Jesus promises his followers an abundant life. He promises that he will always be with them. He promises that no harm will come to them. And in this week’s Gospel reading from John 15:26-16:4, He adds some promises. “They will put you out of the synagogues. Indeed, the hour is coming when whoever kills you will think he is offering service to God” (16:1-2, ESV).
These aren’t the daily promises from Jesus that you want to have come up on your phone app that gives you God’s word for the day, in bite size inspirational format. Really, when I say I want some good news, I don’t want an answer such as “it could be worse, much worse.”
There is, however, great hope in this passage. The reason that Christians may end up as outcasts and even targets of terrible, murderous acts, is that those who do these awful acts didn’t know the Father or the Son (16:3). People who are not partakers of God’s promises end up throwing all sorts of anger and hatred toward those who know God’s grace. People who have no hope of eternal life really have a hard time with those whose hope is steadfast.
Christians have a sure and certain hope, and it is a hope in the resurrection. We have an abundant life, a destiny of all we will ever or can ever need, in the future. It matters little what happens to us in the meantime. Our pleasure is found in the heavenly realms, and, sometimes - often - by God’s grace, to some extent, we have great comfort and pleasure in this life as well.
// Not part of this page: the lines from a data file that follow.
//! Reconnection policy with exponential backoff and jitter, shared by the
//! three event-stream workers (orders, positions, quotes).

use std::time::{Duration, Instant};

use rand::Rng;

/// Reconnection policy: exponential backoff capped at `max_backoff`, with
/// +/-20% jitter applied to the capped value.
#[derive(Debug)]
pub struct ReconnectPolicy {
    initial_backoff: Duration,
    max_backoff: Duration,
    multiplier: f64,
    current_attempt: u32,
    last_attempt: Option<Instant>,
}

impl ReconnectPolicy {
    /// Builds a policy with the spec defaults: 1s initial, 30s cap, 2.0
    /// multiplier.
    #[must_use]
    pub const fn new() -> Self {
        Self::with_params(Duration::from_secs(1), Duration::from_secs(30), 2.0)
    }

    /// Builds a policy with custom parameters.
    #[must_use]
    pub const fn with_params(initial_backoff: Duration, max_backoff: Duration, multiplier: f64) -> Self {
        Self {
            initial_backoff,
            max_backoff,
            multiplier,
            current_attempt: 0,
            last_attempt: None,
        }
    }

    /// Computes the next backoff duration with +/-20% jitter. Reconnection
    /// is unbounded: this never returns `None`.
    #[must_use]
    #[allow(
        clippy::cast_precision_loss,
        clippy::cast_possible_truncation,
        clippy::cast_sign_loss
    )]
    pub fn next_backoff(&mut self) -> Duration {
        let base_ms = self.initial_backoff.as_millis() as f64;
        let exponential = base_ms * self.multiplier.powi(i32::try_from(self.current_attempt).unwrap_or(i32::MAX));
        let capped = exponential.min(self.max_backoff.as_millis() as f64);

        let jitter_factor = rand::rng().random_range(0.8..=1.2);
        let jittered = (capped * jitter_factor).max(0.0);

        self.current_attempt += 1;
        self.last_attempt = Some(Instant::now());

        Duration::from_millis(jittered as u64)
    }

    /// Resets the policy after a successful connection.
    pub const fn reset(&mut self) {
        self.current_attempt = 0;
        self.last_attempt = None;
    }

    /// Current attempt count since the last reset.
    #[must_use]
    pub const fn current_attempt(&self) -> u32 {
        self.current_attempt
    }
}

impl Default for ReconnectPolicy {
    fn default() -> Self {
        Self::new()
    }
}

#[cfg(test)]
mod tests {
    use super::*;

    #[test]
    fn backoff_stays_within_jitter_band_of_cap() {
        let mut policy =
            ReconnectPolicy::with_params(Duration::from_secs(1), Duration::from_secs(30), 2.0);
        for _ in 0..10 {
            let backoff = policy.next_backoff();
            assert!(backoff <= Duration::from_millis(36_000));
        }
    }

    #[test]
    fn reset_zeroes_attempt_counter() {
        let mut policy = ReconnectPolicy::new();
        let _ = policy.next_backoff();
        let _ = policy.next_backoff();
        assert_eq!(policy.current_attempt(), 2);
        policy.reset();
        assert_eq!(policy.current_attempt(), 0);
    }

    #[test]
    fn first_backoff_is_near_initial() {
        let mut policy =
            ReconnectPolicy::with_params(Duration::from_millis(100), Duration::from_secs(10), 2.0);
        let first = policy.next_backoff();
        assert!(first >= Duration::from_millis(80));
        assert!(first <= Duration::from_millis(120));
    }
}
Christians have a promise of the presence of Jesus with them, day by day, through the end of the age. It’s the risen Lord, the one who has even been through death on our behalf. And if he is with us to the end of this age, he’ll be around when our mortal bodies wear out and die. It’s all right. He’s been there before. He defeated that enemy called death and promises us safe passage right on through.
Christians have a promise that no eternal harm will come to them. Will they be cast out of the synagogue? Sure. Will they be threatened? More than likely. Will some of them be killed? That’s without a doubt. But the promise isn’t against pain and suffering. It is that, regardless of what happens in this life, Christians are partakers of the resurrection. We may endure terrible things here and now, but our Lord Jesus is able to protect us and take us to our eternal home.
He didn’t tell the disciples all those things before he was about to leave them. He knew they would forget. In fact, they seem to have forgotten in the hours and days shortly before and after Jesus’ execution. But he showed them, through his resurrection and his appearances, that he is able to be with them.
Whatever the temporal situation, we have a confidence that will not fail.